Tshering Dorji

The financial sector in the country has suffered a loss of Nu 2.54B in September this year due to increased interest expense and non-performing loans (NPL).

In March this year, both banks and non-banks incurred a loss of Nu 1.19B for the same reasons. The loss in June this year was recorded at Nu 1.49B.

This is according to the financial sector performance review of the central bank, which also reveals service and tourism sector as the highest defaulter.

Service and tourism sector recorded the highest NPL, which is obvious considering the sprouting numbers of hotels and travel businesses.

Analysis on the loan classification of the financial sector indicated that both loans and NPL have increased by Nu 20.78B and Nu 8.89B respectively. Records of sectoral NPL indicate that service and tourism has the highest share with 31.12 percent, followed by trade and commerce with 21.51 percent, production and manufacturing with 11.53 percent and housing with 11.4 percent.

Even in March, service and tourism had the highest share of NPL with 26.97 percent, followed by trade and commerce with 24.03 percent and housing with 12.28 percent.

Compared with September 2018, NPL in September this year increased by Nu 10.27 B, NPL share of the service and tourism increasing to 30.5 percent.

NPL is considered a bad loan, in which the debtor has not made the scheduled payments beyond 90 days.

Some banks have even stopped providing loan in these sectors in urban and western region since the number of hotels has grown manifolds. 

However, even as the government, both current and past, boasts of its tourism flagship and royalty waiver in the east, there is a dearth of tourist standard hotels in the east.


The rising NPL is one of the early signs of distress, which in other countries can collapse the banking system and the entire economy in the process.  

Given the high portfolio of loan towards service and tourism and housing, and these sectors leading the NPL could pose a big threat.

For instance, housing loan comprise of more than 26 percent of the portfolio, the highest in terms of percentage share of total loan outstanding. This means that roughly 90 percent for these loan were used to import materials and labour.

The RMA has classified such types of loan, which includes personal loans, staff loans, transport loans and education loans as ‘non-enterprise loan,’ meaning that these loans contribute to growing imports, doesn’t generate employment and export earnings.
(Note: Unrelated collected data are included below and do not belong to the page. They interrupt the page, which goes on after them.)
use std::collections::{BTreeSet, HashMap};
use std::sync::atomic::{AtomicBool, Ordering};
use std::sync::Arc;

use glimpse_types::{Comment, LikeState, Post, UserDetail};

use crate::api::{ApiError, ApiResult, FeedApi};

/// Liveness guard for the sequential load. The event loop sets it on
/// teardown; every step of the loop consults it, so a cancelled load
/// never reaches the commit.
#[derive(Debug, Clone, Default)]
pub struct CancelFlag(Arc<AtomicBool>);

impl CancelFlag {
    pub fn new() -> Self {
        Self::default()
    }

    pub fn cancel(&self) {
        self.0.store(true, Ordering::Relaxed);
    }

    pub fn is_cancelled(&self) -> bool {
        self.0.load(Ordering::Relaxed)
    }

    fn check(&self) -> ApiResult<()> {
        if self.is_cancelled() {
            Err(ApiError::Cancelled)
        } else {
            Ok(())
        }
    }
}

/// Everything one load cycle produces, committed into app state in one
/// step or not at all.
#[derive(Debug, Default)]
pub struct FeedSnapshot {
    pub posts: Vec<Post>,
    pub comments: HashMap<i64, Vec<Comment>>,
    pub likes: HashMap<i64, LikeState>,
    pub user_details: HashMap<i64, UserDetail>,
}

/// Fetch and aggregate the whole feed.
///
/// Posts first, then per post (in sequence, not fan-out) its comments
/// and like data, then one batched user-detail lookup for every
/// commenter seen. Any error aborts the whole load; the caller decides
/// what to do with the screen.
pub async fn aggregate_feed<C: FeedApi + ?Sized>(
    client: &C,
    cancel: &CancelFlag,
) -> ApiResult<FeedSnapshot> {
    cancel.check()?;
    let posts = client.fetch_all_posts().await?;

    let mut comments: HashMap<i64, Vec<Comment>> = HashMap::new();
    let mut likes: HashMap<i64, LikeState> = HashMap::new();
    let mut commenter_ids: BTreeSet<i64> = BTreeSet::new();

    for post in &posts {
        cancel.check()?;
        let raw_comments = client.fetch_comments(post.id).await?;

        cancel.check()?;
        let summary = client.fetch_likes_data(post.id).await?;
        likes.insert(post.id, summary.first_entry());

        let normalized: Vec<Comment> = raw_comments.into_iter().map(Comment::from).collect();
        for comment in &normalized {
            if let Some(user_id) = comment.user_id {
                commenter_ids.insert(user_id);
            }
        }
        comments.insert(post.id, normalized);
    }

    cancel.check()?;
    let ids: Vec<i64> = commenter_ids.into_iter().collect();
    let user_details = client.fetch_user_details(&ids).await?;

    cancel.check()?;
    Ok(FeedSnapshot {
        posts,
        comments,
        likes,
        user_details,
    })
}

#[cfg(test)]
mod tests {
    use super::*;
    use chrono::Utc;
    use glimpse_types::{CommentRaw, LikeSummary};

    /// Scripted remote services for exercising the load loop.
    struct StubFeed {
        posts: Vec<Post>,
        comments: HashMap<i64, Vec<CommentRaw>>,
        likes: HashMap<i64, LikeSummary>,
        details: HashMap<i64, UserDetail>,
        fail_comments_for: Option<i64>,
    }

    impl StubFeed {
        fn single_post_scenario() -> Self {
            let post = make_post(1);
            let comments = vec![make_raw_comment(10, 1, 3), make_raw_comment(11, 1, 4)];

            let mut stub = Self {
                posts: vec![post],
                comments: HashMap::from([(1, comments)]),
                likes: HashMap::from([(
                    1,
                    LikeSummary {
                        like_counts: vec![5],
                        liked_posts: vec![false],
                    },
                )]),
                details: HashMap::new(),
                fail_comments_for: None,
            };
            stub.details.insert(3, make_detail("Ana"));
            stub.details.insert(4, make_detail("Ben"));
            stub
        }
    }

    #[async_trait::async_trait]
    impl FeedApi for StubFeed {
        async fn fetch_all_posts(&self) -> ApiResult<Vec<Post>> {
            Ok(self.posts.clone())
        }

        async fn fetch_comments(&self, post_id: i64) -> ApiResult<Vec<CommentRaw>> {
            if self.fail_comments_for == Some(post_id) {
                return Err(ApiError::Api("comments unavailable".to_string()));
            }
            Ok(self.comments.get(&post_id).cloned().unwrap_or_default())
        }

        async fn fetch_likes_data(&self, post_id: i64) -> ApiResult<LikeSummary> {
            Ok(self.likes.get(&post_id).cloned().unwrap_or(LikeSummary {
                like_counts: vec![],
                liked_posts: vec![],
            }))
        }

        async fn toggle_like(&self, _post_id: i64) -> ApiResult<()> {
            Ok(())
        }

        async fn fetch_user_details(
            &self,
            user_ids: &[i64],
        ) -> ApiResult<HashMap<i64, UserDetail>> {
            Ok(user_ids
                .iter()
                .filter_map(|id| self.details.get(id).map(|d| (*id, d.clone())))
                .collect())
        }
    }

    fn make_post(id: i64) -> Post {
        Post {
            id,
            content: format!("post {}", id),
            user_name: "ana".to_string(),
            user_image_url: "https://cdn.example/u/1.png".to_string(),
            image_urls: vec![],
        }
    }

    fn make_raw_comment(id: i64, post_id: i64, user_id: i64) -> CommentRaw {
        CommentRaw {
            id,
            post_id,
            user_id: Some(user_id),
            user_name: Some("someone".to_string()),
            content: "hi".to_string(),
            created_at: Utc::now(),
        }
    }

    fn make_detail(first: &str) -> UserDetail {
        UserDetail {
            first_name: first.to_string(),
            last_name: "Test".to_string(),
        }
    }

    #[tokio::test]
    async fn aggregates_single_post_scenario() {
        let stub = StubFeed::single_post_scenario();
        let snapshot = aggregate_feed(&stub, &CancelFlag::new()).await.unwrap();

        assert_eq!(snapshot.posts.len(), 1);
        assert_eq!(
            snapshot.likes.get(&1),
            Some(&LikeState {
                liked: false,
                count: 5
            })
        );
        assert_eq!(snapshot.comments.get(&1).unwrap().len(), 2);
        assert_eq!(snapshot.user_details.len(), 2);
    }

    #[tokio::test]
    async fn one_like_entry_per_post() {
        let mut stub = StubFeed::single_post_scenario();
        stub.posts = vec![make_post(1), make_post(2), make_post(3)];

        let snapshot = aggregate_feed(&stub, &CancelFlag::new()).await.unwrap();

        assert_eq!(snapshot.likes.len(), 3);
        assert_eq!(snapshot.comments.len(), 3);
        for post in &snapshot.posts {
            assert!(snapshot.likes.contains_key(&post.id));
            assert!(snapshot.comments.contains_key(&post.id));
        }
        // Posts without like rows fall back to the default entry
        assert_eq!(snapshot.likes.get(&2), Some(&LikeState::default()));
    }

    #[tokio::test]
    async fn any_failure_aborts_the_whole_load() {
        let mut stub = StubFeed::single_post_scenario();
        stub.posts = vec![make_post(1), make_post(2)];
        stub.fail_comments_for = Some(2);

        let result = aggregate_feed(&stub, &CancelFlag::new()).await;
        assert!(matches!(result, Err(ApiError::Api(_))));
    }

    #[tokio::test]
    async fn cancelled_load_commits_nothing() {
        let stub = StubFeed::single_post_scenario();
        let cancel = CancelFlag::new();
        cancel.cancel();

        let result = aggregate_feed(&stub, &cancel).await;
        assert!(matches!(result, Err(ApiError::Cancelled)));
    }
}
use glimpse_types::ColorScheme;
use ratatui::style::Color;

/// The five style tokens every themed surface is built from.
#[derive(Debug, Clone, Copy, PartialEq)]
pub struct ThemeBundle {
    pub text: Color,
    pub container_bg: Color,
    pub border: Color,
    pub button_bg: Color,
    pub button_text: Color,
}

/// Resolve the style bundle for the reported color scheme.
/// Pure function, safe to call on every render frame; an undetermined
/// scheme resolves to the dark bundle.
pub fn theme_for(scheme: Option<ColorScheme>) -> ThemeBundle {
    match scheme {
        Some(ColorScheme::Light) => ThemeBundle {
            text: Color::Rgb(0x24, 0x2c, 0x40),
            container_bg: Color::Rgb(0xf4, 0xf2, 0xee),
            border: Color::Rgb(0x00, 0x00, 0x00),
            button_bg: Color::Black,
            button_text: Color::White,
        },
        Some(ColorScheme::Dark) | None => ThemeBundle {
            text: Color::Rgb(0xf4, 0xf2, 0xee),
            container_bg: Color::Rgb(0x0d, 0x0d, 0x0d),
            border: Color::Rgb(0xb3, 0xb3, 0xb3),
            button_bg: Color::White,
            button_text: Color::Black,
        },
    }
}

/// Read the terminal's reported color preference.
///
/// `GLIMPSE_THEME` overrides; otherwise `COLORFGBG` ("fg;bg", set by
/// several terminal emulators) is consulted. Returns `None` when
/// neither is conclusive.
pub fn detect_color_scheme() -> Option<ColorScheme> {
    if let Ok(value) = std::env::var("GLIMPSE_THEME") {
        if let Some(scheme) = ColorScheme::parse(&value) {
            return Some(scheme);
        }
    }

    if let Ok(value) = std::env::var("COLORFGBG") {
        if let Some(bg) = value.rsplit(';').next() {
            return match bg.parse::<u8>() {
                Ok(7) | Ok(15) => Some(ColorScheme::Light),
                Ok(_) => Some(ColorScheme::Dark),
                Err(_) => None,
            };
        }
    }

    None
}
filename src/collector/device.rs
//! Device-process discovery via `nvidia-smi`.

use async_trait::async_trait;
use tracing::warn;

use super::tool::run_tool;
use super::{DeviceProcessPair, DeviceProcessSource};

const QUERY_ARGS: &[&str] = &[
    "--query-compute-apps=gpu_uuid,pid",
    "--format=csv,noheader,nounits",
];

/// Reads (gpu_uuid, pid) pairs for running compute apps from `nvidia-smi`.
pub struct NvidiaSmiSource {
    binary: String,
}

impl NvidiaSmiSource {
    pub fn new(binary: impl Into<String>) -> Self {
        Self {
            binary: binary.into(),
        }
    }
}

#[async_trait]
impl DeviceProcessSource for NvidiaSmiSource {
    async fn list_device_processes(&self) -> Vec<DeviceProcessPair> {
        match run_tool(&self.binary, QUERY_ARGS).await {
            Ok(stdout) => parse_compute_apps(&stdout),
            Err(err) => {
                // The scrape itself must not fail; report nothing this cycle.
                warn!("device query failed: {err}");
                Vec::new()
            }
        }
    }
}

/// Parse csv,noheader output: one `uuid, pid` pair per line. Lines that do
/// not split into exactly two fields are skipped, fields are trimmed.
fn parse_compute_apps(output: &str) -> Vec<DeviceProcessPair> {
    output
        .lines()
        .filter_map(|line| {
            let fields: Vec<&str> = line.split(',').collect();
            if fields.len() != 2 {
                return None;
            }
            Some(DeviceProcessPair {
                device_id: fields[0].trim().to_string(),
                process_id: fields[1].trim().to_string(),
            })
        })
        .collect()
}
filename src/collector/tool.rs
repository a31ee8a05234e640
//! Subprocess invocation shared by the device and user queries.

use thiserror::Error;
use tokio::process::Command;

#[derive(Debug, Error)]
pub enum ToolError {
    #[error("failed to run {tool}: {source}")]
    Spawn {
        tool: String,
        #[source]
        source: std::io::Error,
    },

    #[error("{tool} exited with {status}")]
    NonZero {
        tool: String,
        status: std::process::ExitStatus,
    },
}

/// Run a command to completion and return its stdout. Any failure mode
/// (missing binary, I/O error, non-zero exit) surfaces as a `ToolError`;
/// callers decide how to degrade.
pub async fn run_tool(tool: &str, args: &[&str]) -> Result<String, ToolError> {
    let output = Command::new(tool)
        .args(args)
        .output()
        .await
        .map_err(|source| ToolError::Spawn {
            tool: tool.to_string(),
            source,
        })?;

    if !output.status.success() {
        return Err(ToolError::NonZero {
            tool: tool.to_string(),
            status: output.status,
        });
    }

    Ok(String::from_utf8_lossy(&output.stdout).into_owned())
}
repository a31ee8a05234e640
pub mod http;
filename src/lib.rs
//! GPU user exporter library
//!
//! Discovers which OS users are occupying GPUs on this host and exposes the
//! mapping as Prometheus gauges: one `gpu_users{gpu,user}` sample at 1 per
//! (device, user) pair active at scrape time.

pub mod collector;
pub mod config;
pub mod exporter;
pub mod server;
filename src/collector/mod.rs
//! GPU occupancy collection: device-process discovery, user resolution,
//! and per-cycle aggregation into a device → users mapping.

pub mod device;
pub mod tool;
pub mod user;

use async_trait::async_trait;
use std::collections::{HashMap, HashSet};
use std::sync::Arc;
use tokio::task::JoinSet;
use tracing::warn;

/// One observed (GPU identifier, OS process id) association.
#[derive(Debug, Clone, PartialEq, Eq)]
pub struct DeviceProcessPair {
    pub device_id: String,
    pub process_id: String,
}

/// Final output of one collection cycle: device → set of user names.
pub type DeviceUserSet = HashMap<String, HashSet<String>>;

/// Lists the (device, pid) pairs currently running compute workloads.
#[async_trait]
pub trait DeviceProcessSource: Send + Sync {
    /// Degrades to an empty list on tool failure; never a hard error.
    async fn list_device_processes(&self) -> Vec<DeviceProcessPair>;
}

/// Resolves a process id to its owning user account.
#[async_trait]
pub trait UserResolver: Send + Sync {
    /// `None` when the owner cannot be determined (process gone,
    /// permission denied, tool failure).
    async fn resolve_user(&self, process_id: &str) -> Option<String>;
}

/// Runs one collection cycle: discovery, deduplicated concurrent user
/// resolution, then re-association of users with their devices.
///
/// Everything the cycle builds is scoped to the `collect` call; nothing
/// carries over between cycles.
pub struct Aggregator<S, R> {
    source: S,
    resolver: Arc<R>,
}

impl<S, R> Aggregator<S, R>
where
    S: DeviceProcessSource,
    R: UserResolver + 'static,
{
    pub fn new(source: S, resolver: R) -> Self {
        Self {
            source,
            resolver: Arc::new(resolver),
        }
    }

    pub async fn collect(&self) -> DeviceUserSet {
        let pairs = self.source.list_device_processes().await;
        if pairs.is_empty() {
            return DeviceUserSet::new();
        }

        // A pid may appear once per device it touches; resolve it only once.
        let unique: HashSet<&str> = pairs.iter().map(|p| p.process_id.as_str()).collect();

        let mut tasks = JoinSet::new();
        for pid in unique {
            let resolver = Arc::clone(&self.resolver);
            let pid = pid.to_string();
            tasks.spawn(async move {
                let user = resolver.resolve_user(&pid).await;
                (pid, user)
            });
        }

        // Barrier: nothing is emitted until the slowest resolution returns.
        // Failed resolutions leave no entry, not an empty sentinel.
        let mut users: HashMap<String, String> = HashMap::new();
        while let Some(joined) = tasks.join_next().await {
            match joined {
                Ok((pid, Some(user))) => {
                    users.insert(pid, user);
                }
                Ok((_, None)) => {}
                Err(err) => warn!("user resolution task failed: {err}"),
            }
        }

        // Re-walk the original pairs to restore the device association the
        // dedup step discarded; a shared pid credits every device it ran on.
        let mut out = DeviceUserSet::new();
        for pair in &pairs {
            if let Some(user) = users.get(&pair.process_id) {
                out.entry(pair.device_id.clone())
                    .or_default()
                    .insert(user.clone());
            }
        }
        out
    }
}

#[cfg(test)]
mod tests {
    use super::*;
    use std::sync::atomic::{AtomicUsize, Ordering};

    struct StaticSource(Vec<DeviceProcessPair>);

    #[async_trait]
    impl DeviceProcessSource for StaticSource {
        async fn list_device_processes(&self) -> Vec<DeviceProcessPair> {
            self.0.clone()
        }
    }

    /// Answers from a fixed table, counting every lookup.
    struct TableResolver {
        answers: HashMap<String, String>,
        calls: AtomicUsize,
    }

    impl TableResolver {
        fn new(answers: &[(&str, &str)]) -> Self {
            Self {
                answers: answers
                    .iter()
                    .map(|(pid, user)| (pid.to_string(), user.to_string()))
                    .collect(),
                calls: AtomicUsize::new(0),
            }
        }
    }

    #[async_trait]
    impl UserResolver for TableResolver {
        async fn resolve_user(&self, process_id: &str) -> Option<String> {
            self.calls.fetch_add(1, Ordering::SeqCst);
            self.answers.get(process_id).cloned()
        }
    }

    fn pair(device: &str, pid: &str) -> DeviceProcessPair {
        DeviceProcessPair {
            device_id: device.to_string(),
            process_id: pid.to_string(),
        }
    }

    fn users(names: &[&str]) -> HashSet<String> {
        names.iter().map(|n| n.to_string()).collect()
    }

    #[tokio::test]
    async fn shared_pid_credits_every_device() {
        let source = StaticSource(vec![
            pair("GPU-1", "100"),
            pair("GPU-1", "101"),
            pair("GPU-2", "100"),
        ]);
        let aggregator = Aggregator::new(source, TableResolver::new(&[("100", "alice")]));

        let out = aggregator.collect().await;

        assert_eq!(out.len(), 2);
        assert_eq!(out["GPU-1"], users(&["alice"]));
        assert_eq!(out["GPU-2"], users(&["alice"]));
    }

    #[tokio::test]
    async fn resolver_runs_once_per_unique_pid() {
        let source = StaticSource(vec![
            pair("GPU-1", "100"),
            pair("GPU-2", "100"),
            pair("GPU-3", "100"),
            pair("GPU-3", "200"),
        ]);
        let aggregator =
            Aggregator::new(source, TableResolver::new(&[("100", "alice"), ("200", "bob")]));

        aggregator.collect().await;

        assert_eq!(aggregator.resolver.calls.load(Ordering::SeqCst), 2);
    }

    #[tokio::test]
    async fn empty_discovery_issues_no_resolver_calls() {
        let aggregator = Aggregator::new(StaticSource(Vec::new()), TableResolver::new(&[]));

        let out = aggregator.collect().await;

        assert!(out.is_empty());
        assert_eq!(aggregator.resolver.calls.load(Ordering::SeqCst), 0);
    }

    #[tokio::test]
    async fn partial_failure_keeps_successful_users() {
        // 101 never resolves; 100 does. Same device.
        let source = StaticSource(vec![pair("GPU-1", "100"), pair("GPU-1", "101")]);
        let aggregator = Aggregator::new(source, TableResolver::new(&[("100", "alice")]));

        let out = aggregator.collect().await;

        assert_eq!(out["GPU-1"], users(&["alice"]));
    }

    #[tokio::test]
    async fn device_with_only_failed_pids_is_absent() {
        let source = StaticSource(vec![pair("GPU-1", "100"), pair("GPU-2", "999")]);
        let aggregator = Aggregator::new(source, TableResolver::new(&[("100", "alice")]));

        let out = aggregator.collect().await;

        assert_eq!(out.len(), 1);
        assert!(out.contains_key("GPU-1"));
        assert!(!out.contains_key("GPU-2"));
    }

    #[tokio::test]
    async fn duplicate_users_on_a_device_collapse() {
        // Two processes, one owner.
        let source = StaticSource(vec![pair("GPU-1", "100"), pair("GPU-1", "200")]);
        let aggregator =
            Aggregator::new(source, TableResolver::new(&[("100", "alice"), ("200", "alice")]));

        let out = aggregator.collect().await;

        assert_eq!(out["GPU-1"], users(&["alice"]));
    }

    #[tokio::test]
    async fn set_content_is_deterministic() {
        let raw = vec![
            pair("GPU-1", "100"),
            pair("GPU-2", "200"),
            pair("GPU-2", "300"),
        ];
        let table: &[(&str, &str)] = &[("100", "alice"), ("200", "bob"), ("300", "carol")];

        let first = Aggregator::new(StaticSource(raw.clone()), TableResolver::new(table))
            .collect()
            .await;
        let second = Aggregator::new(StaticSource(raw), TableResolver::new(table))
            .collect()
            .await;

        assert_eq!(first, second);
    }
}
The RMA report revealed that almost half (45 percent) of the outstanding loans are non-enterprising.

The service sector, which is dominated by tourism and hospitality, forms more than 12 percent of the loan portfolio. The situation is quite similar to housing since it leads to imports. However, some kind of revenue generation, foreign currency earning and employment generation is recorded. But this sector caters to a high NPL, which is a cause of concern.

It was the lending spree, particularly in building and construction that ignited the rupee crisis a few years ago as most of the credit translated into imports, shedding the country’s rupee reserve as well as hurting the current account balance. This was followed by loan and import restrictions on housing, vehicles and furniture.

Micro, cottage, small, medium and large industries, which are basically generators of revenue, employment and earnings from export had Nu73.39B of outstanding loans as of September this year, an increase from Nu 63.14B in September 2018, showing a growth of 16.2 percent.

Of the total loan of Nu 133.13B provided by the financial sector, the share of loans to medium enterprises has the highest exposure with 24 percent (Nu. 31.85 billion) followed by large enterprise and small enterprise with 16 percent (Nu. 21.34 billion) and 10 percent (Nu. 13.11 billion) respectively. The loan to micro and cottage enterprises comprised of only 5 percent (Nu. 7.09 billion) of the total loans.

The analysis on the loans to MCSML and non- enterprise reveals that loans are on an increasing trend over the years. This is attributed to the registration of six micro-finance institutions which include Rural Enterprise Development Corporation Ltd., RENEW Micro-Finance Pvt. Ltd. Bhutan Care Credit Ltd. BAOWE Pelzhing, Microfinance Bhutan Pvt. Ltd. and Tarayana Foundation.

The MFIs currently operate in all 20 dzongkhags benefiting both the rural and urban clients. As of September 2019, the MFIs sanctioned a total loan of Nu 816.99M.

However, agriculture loan still forms less than 2 percent of the total portfolio.